*** RECORD SET ***

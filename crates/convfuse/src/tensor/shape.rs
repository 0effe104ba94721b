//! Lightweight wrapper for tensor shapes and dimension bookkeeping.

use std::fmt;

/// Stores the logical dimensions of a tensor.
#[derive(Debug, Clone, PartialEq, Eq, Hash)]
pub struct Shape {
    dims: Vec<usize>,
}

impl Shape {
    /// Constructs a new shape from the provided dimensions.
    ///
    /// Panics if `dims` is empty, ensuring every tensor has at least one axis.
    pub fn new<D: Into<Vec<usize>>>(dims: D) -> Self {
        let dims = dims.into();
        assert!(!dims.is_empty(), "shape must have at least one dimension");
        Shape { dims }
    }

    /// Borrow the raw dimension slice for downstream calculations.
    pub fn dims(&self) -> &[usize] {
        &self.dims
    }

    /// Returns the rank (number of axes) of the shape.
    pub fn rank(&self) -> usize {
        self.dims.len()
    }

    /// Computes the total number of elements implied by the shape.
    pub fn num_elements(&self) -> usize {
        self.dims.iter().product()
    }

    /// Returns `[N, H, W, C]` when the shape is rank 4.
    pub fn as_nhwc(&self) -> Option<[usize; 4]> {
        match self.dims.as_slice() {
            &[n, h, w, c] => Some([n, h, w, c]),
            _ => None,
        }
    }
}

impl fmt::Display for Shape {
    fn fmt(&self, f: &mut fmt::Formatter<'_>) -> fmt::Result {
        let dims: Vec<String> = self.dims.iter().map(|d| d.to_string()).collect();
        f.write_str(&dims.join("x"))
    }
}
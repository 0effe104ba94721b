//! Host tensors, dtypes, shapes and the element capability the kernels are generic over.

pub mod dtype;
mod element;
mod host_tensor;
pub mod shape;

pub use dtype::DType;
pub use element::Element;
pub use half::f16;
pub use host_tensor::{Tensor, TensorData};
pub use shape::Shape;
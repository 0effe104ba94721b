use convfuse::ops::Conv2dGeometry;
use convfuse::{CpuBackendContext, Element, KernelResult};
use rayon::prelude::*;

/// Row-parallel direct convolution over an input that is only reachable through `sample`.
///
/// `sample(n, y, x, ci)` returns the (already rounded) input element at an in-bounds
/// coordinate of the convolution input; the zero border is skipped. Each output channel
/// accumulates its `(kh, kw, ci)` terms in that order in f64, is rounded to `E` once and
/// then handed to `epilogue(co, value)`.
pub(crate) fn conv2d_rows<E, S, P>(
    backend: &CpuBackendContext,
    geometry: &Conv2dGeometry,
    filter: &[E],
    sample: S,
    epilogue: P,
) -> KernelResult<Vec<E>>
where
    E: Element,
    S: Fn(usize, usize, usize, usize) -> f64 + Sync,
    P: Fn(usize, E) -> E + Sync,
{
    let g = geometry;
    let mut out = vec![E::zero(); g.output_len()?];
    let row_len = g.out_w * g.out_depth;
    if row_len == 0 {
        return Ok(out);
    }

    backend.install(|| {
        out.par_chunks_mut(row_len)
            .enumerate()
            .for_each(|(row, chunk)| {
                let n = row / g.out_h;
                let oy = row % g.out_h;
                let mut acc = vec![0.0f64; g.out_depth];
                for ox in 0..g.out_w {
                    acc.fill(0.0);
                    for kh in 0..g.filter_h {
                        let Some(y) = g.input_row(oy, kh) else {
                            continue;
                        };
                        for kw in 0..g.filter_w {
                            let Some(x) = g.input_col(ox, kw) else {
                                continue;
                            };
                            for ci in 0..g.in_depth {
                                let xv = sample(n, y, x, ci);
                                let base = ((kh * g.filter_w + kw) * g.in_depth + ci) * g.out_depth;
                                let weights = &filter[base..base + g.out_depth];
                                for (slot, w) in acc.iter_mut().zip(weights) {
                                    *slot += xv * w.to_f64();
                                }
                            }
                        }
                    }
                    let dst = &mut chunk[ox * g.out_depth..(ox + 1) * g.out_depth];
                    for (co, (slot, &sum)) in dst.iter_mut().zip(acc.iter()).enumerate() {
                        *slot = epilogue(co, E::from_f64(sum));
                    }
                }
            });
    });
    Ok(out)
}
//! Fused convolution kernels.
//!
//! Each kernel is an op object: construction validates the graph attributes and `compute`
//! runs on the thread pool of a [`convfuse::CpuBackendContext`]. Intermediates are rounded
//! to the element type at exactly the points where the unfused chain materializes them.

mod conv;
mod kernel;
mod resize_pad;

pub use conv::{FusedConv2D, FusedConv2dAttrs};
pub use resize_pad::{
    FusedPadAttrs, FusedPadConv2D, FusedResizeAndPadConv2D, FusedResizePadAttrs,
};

*** End of RECORD SET ***

● **WHAT YOU NEED TO DO**: Search the entries above for the word "convfuse" and copy each line where it appears.

● **YOUR SOLUTION**:
filename crates/convfuse/src/tensor/shape.rs
use convfuse::ops::Conv2dGeometry;
use convfuse::{CpuBackendContext, Element, KernelResult};
//! runs on the thread pool of a [`convfuse::CpuBackendContext`]. Intermediates are rounded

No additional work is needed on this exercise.